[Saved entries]
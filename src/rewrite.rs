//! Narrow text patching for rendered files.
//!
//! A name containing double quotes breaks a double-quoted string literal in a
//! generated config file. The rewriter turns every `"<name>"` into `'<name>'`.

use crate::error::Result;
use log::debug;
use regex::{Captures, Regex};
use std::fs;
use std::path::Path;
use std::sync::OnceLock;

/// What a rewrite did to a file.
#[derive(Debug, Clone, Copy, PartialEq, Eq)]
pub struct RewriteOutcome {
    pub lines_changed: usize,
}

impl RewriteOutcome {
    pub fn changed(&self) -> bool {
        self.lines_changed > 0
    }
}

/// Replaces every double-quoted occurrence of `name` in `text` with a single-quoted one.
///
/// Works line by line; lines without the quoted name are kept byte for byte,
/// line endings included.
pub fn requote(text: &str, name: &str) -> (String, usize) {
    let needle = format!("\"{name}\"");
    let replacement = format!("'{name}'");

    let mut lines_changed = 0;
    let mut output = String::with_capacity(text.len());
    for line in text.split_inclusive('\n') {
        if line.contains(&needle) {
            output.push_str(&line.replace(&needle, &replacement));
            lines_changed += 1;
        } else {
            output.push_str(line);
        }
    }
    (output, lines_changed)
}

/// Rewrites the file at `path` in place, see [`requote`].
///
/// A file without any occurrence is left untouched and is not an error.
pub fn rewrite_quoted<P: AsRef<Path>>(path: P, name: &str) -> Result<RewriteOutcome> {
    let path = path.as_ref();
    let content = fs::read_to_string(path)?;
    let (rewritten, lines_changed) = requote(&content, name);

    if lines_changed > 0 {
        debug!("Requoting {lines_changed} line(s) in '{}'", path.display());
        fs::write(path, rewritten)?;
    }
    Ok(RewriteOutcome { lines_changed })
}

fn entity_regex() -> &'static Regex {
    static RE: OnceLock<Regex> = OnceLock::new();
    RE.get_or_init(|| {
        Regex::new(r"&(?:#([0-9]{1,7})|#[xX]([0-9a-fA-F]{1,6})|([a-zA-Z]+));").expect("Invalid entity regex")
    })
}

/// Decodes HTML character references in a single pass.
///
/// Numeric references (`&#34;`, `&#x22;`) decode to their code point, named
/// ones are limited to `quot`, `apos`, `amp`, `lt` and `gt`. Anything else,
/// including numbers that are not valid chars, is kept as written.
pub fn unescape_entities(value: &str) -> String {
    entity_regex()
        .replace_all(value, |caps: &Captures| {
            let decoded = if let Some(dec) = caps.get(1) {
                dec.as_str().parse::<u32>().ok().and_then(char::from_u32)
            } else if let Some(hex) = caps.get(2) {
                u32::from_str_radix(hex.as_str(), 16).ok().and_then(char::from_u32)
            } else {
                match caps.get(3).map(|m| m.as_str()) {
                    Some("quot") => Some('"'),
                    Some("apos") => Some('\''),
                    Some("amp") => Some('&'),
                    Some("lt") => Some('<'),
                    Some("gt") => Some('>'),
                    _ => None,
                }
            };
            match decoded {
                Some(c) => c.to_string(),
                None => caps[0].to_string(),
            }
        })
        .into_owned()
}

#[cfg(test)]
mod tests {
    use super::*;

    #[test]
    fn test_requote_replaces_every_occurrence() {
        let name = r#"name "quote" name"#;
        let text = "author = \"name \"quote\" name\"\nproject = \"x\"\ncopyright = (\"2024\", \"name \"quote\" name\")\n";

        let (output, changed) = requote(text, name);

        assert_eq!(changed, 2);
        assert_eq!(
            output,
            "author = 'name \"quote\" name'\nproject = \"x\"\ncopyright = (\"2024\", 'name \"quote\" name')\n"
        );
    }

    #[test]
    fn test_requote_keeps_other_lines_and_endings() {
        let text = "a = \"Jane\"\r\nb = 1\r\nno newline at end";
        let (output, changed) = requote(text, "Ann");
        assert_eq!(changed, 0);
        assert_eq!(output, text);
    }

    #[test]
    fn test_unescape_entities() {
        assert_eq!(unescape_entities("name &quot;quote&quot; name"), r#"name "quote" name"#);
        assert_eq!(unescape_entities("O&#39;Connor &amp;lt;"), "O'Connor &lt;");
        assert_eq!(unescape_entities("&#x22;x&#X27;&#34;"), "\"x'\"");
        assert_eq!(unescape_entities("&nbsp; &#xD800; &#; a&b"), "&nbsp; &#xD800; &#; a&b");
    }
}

---

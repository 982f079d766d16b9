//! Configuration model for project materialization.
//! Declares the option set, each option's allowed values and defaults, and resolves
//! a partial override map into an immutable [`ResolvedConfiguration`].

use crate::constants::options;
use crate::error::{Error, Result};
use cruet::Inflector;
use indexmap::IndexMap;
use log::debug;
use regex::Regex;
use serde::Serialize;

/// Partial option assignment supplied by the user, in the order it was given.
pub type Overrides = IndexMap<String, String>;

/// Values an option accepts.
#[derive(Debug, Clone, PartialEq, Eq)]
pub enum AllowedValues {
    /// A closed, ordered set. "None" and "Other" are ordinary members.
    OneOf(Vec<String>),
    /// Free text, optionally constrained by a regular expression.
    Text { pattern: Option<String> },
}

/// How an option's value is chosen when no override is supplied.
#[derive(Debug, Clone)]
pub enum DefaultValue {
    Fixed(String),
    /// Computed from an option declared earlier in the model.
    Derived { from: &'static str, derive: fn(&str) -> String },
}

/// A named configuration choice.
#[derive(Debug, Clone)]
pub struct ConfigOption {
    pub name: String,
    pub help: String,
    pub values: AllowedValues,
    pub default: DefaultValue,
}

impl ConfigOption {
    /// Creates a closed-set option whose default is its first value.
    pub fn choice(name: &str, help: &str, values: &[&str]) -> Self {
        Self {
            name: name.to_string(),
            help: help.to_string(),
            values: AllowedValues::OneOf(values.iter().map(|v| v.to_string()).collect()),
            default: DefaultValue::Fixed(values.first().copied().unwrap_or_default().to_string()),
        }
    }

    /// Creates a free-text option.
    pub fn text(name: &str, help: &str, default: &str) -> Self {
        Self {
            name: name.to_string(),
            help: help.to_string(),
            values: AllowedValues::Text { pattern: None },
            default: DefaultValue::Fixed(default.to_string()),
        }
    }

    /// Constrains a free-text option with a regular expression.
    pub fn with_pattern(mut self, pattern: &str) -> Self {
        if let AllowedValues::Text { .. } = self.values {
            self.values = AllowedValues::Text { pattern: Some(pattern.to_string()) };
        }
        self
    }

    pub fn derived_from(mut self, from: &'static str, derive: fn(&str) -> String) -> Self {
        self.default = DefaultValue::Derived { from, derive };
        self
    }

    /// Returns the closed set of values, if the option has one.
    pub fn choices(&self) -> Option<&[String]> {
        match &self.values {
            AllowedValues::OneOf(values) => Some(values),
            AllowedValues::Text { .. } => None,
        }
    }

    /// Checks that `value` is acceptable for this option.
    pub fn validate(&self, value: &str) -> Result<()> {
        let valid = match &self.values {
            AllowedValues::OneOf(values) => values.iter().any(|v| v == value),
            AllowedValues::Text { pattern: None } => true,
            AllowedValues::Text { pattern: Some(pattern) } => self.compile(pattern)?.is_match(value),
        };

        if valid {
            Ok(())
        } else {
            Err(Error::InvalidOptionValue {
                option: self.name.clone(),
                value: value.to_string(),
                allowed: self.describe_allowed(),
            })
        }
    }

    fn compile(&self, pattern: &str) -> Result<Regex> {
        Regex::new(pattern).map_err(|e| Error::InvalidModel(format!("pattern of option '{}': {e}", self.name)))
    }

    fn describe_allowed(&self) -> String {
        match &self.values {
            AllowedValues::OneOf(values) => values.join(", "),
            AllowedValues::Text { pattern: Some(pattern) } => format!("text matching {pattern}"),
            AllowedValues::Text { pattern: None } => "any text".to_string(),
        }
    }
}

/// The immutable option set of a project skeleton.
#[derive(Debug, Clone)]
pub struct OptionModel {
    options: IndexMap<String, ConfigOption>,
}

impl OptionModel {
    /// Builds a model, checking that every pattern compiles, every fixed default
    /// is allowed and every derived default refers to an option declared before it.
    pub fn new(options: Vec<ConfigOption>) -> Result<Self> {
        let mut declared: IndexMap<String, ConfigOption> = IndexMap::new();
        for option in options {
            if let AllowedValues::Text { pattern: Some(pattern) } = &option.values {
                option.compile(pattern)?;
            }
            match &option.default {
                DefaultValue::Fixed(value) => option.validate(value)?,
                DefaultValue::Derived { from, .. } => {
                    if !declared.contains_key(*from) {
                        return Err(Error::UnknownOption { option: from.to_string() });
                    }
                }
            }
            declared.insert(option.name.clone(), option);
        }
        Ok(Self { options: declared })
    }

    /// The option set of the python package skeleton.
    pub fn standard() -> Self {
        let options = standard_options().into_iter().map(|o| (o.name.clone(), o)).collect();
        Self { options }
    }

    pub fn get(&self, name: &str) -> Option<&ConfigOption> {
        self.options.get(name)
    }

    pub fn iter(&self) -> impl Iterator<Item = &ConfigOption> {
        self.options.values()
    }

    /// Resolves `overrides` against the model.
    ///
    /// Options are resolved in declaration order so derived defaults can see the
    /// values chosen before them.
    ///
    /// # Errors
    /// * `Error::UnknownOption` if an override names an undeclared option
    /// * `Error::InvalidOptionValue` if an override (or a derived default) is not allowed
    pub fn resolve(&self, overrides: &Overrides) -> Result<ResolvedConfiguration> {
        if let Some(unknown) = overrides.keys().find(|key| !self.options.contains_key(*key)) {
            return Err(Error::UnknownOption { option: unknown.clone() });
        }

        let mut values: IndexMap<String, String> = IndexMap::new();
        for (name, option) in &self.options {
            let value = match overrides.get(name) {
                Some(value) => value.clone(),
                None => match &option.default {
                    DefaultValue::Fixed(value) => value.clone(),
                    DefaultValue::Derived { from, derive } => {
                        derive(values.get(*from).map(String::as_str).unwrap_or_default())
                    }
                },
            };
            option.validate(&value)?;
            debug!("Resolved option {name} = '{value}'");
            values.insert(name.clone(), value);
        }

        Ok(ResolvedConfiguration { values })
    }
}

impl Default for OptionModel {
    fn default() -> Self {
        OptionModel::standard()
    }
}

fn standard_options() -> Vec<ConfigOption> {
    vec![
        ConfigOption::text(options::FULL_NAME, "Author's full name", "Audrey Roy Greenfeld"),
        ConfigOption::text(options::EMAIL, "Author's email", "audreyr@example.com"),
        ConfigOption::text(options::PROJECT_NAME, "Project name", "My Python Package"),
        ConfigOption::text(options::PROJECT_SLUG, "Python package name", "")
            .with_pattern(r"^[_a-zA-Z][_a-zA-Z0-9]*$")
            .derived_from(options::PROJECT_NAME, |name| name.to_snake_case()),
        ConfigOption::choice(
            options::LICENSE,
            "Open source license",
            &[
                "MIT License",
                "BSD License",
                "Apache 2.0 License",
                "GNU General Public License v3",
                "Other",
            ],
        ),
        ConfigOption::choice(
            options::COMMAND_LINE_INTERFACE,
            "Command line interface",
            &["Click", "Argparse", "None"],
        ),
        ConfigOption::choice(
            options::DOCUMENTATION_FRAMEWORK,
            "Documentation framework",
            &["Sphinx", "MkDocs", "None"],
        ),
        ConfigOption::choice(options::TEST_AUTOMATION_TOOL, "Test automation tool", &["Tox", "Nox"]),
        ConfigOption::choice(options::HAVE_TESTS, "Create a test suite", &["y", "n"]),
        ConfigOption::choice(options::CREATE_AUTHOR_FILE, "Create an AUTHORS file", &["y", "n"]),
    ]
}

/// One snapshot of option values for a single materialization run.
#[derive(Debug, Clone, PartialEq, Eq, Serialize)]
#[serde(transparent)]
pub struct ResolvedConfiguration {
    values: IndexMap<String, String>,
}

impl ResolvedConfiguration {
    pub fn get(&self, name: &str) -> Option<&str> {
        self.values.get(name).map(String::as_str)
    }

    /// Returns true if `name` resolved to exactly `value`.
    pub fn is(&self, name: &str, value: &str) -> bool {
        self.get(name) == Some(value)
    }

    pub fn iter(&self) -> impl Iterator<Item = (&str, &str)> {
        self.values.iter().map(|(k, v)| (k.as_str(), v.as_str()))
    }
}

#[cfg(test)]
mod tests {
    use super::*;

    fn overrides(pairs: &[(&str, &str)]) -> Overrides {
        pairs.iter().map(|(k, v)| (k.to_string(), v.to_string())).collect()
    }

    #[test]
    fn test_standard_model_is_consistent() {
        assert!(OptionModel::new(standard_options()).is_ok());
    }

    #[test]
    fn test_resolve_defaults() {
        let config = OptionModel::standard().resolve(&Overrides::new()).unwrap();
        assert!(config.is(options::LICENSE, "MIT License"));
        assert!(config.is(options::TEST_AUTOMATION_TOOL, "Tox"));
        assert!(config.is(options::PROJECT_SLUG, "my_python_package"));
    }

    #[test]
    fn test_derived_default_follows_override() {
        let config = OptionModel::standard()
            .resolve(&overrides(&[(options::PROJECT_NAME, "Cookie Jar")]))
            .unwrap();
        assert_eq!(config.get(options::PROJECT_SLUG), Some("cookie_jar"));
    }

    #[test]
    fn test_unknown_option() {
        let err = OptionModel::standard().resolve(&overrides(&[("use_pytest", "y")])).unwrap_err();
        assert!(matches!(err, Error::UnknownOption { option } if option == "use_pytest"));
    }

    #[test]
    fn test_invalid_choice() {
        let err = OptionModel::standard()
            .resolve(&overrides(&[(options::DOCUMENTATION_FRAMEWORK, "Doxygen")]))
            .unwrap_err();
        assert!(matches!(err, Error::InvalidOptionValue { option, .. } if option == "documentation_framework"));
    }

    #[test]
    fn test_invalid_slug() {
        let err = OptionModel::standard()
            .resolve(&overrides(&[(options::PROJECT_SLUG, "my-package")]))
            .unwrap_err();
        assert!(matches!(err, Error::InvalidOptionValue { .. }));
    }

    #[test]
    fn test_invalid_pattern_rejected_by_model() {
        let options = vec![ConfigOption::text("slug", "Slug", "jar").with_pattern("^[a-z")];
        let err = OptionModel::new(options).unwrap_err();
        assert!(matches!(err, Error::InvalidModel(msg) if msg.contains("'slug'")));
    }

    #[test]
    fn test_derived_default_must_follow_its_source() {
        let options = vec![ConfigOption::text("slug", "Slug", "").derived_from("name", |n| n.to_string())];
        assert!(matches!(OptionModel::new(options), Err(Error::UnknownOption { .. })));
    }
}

> [About this exercise]
Count the lines in the entries where the string "validate" appears, and report only the number.

> [Problem solution]
3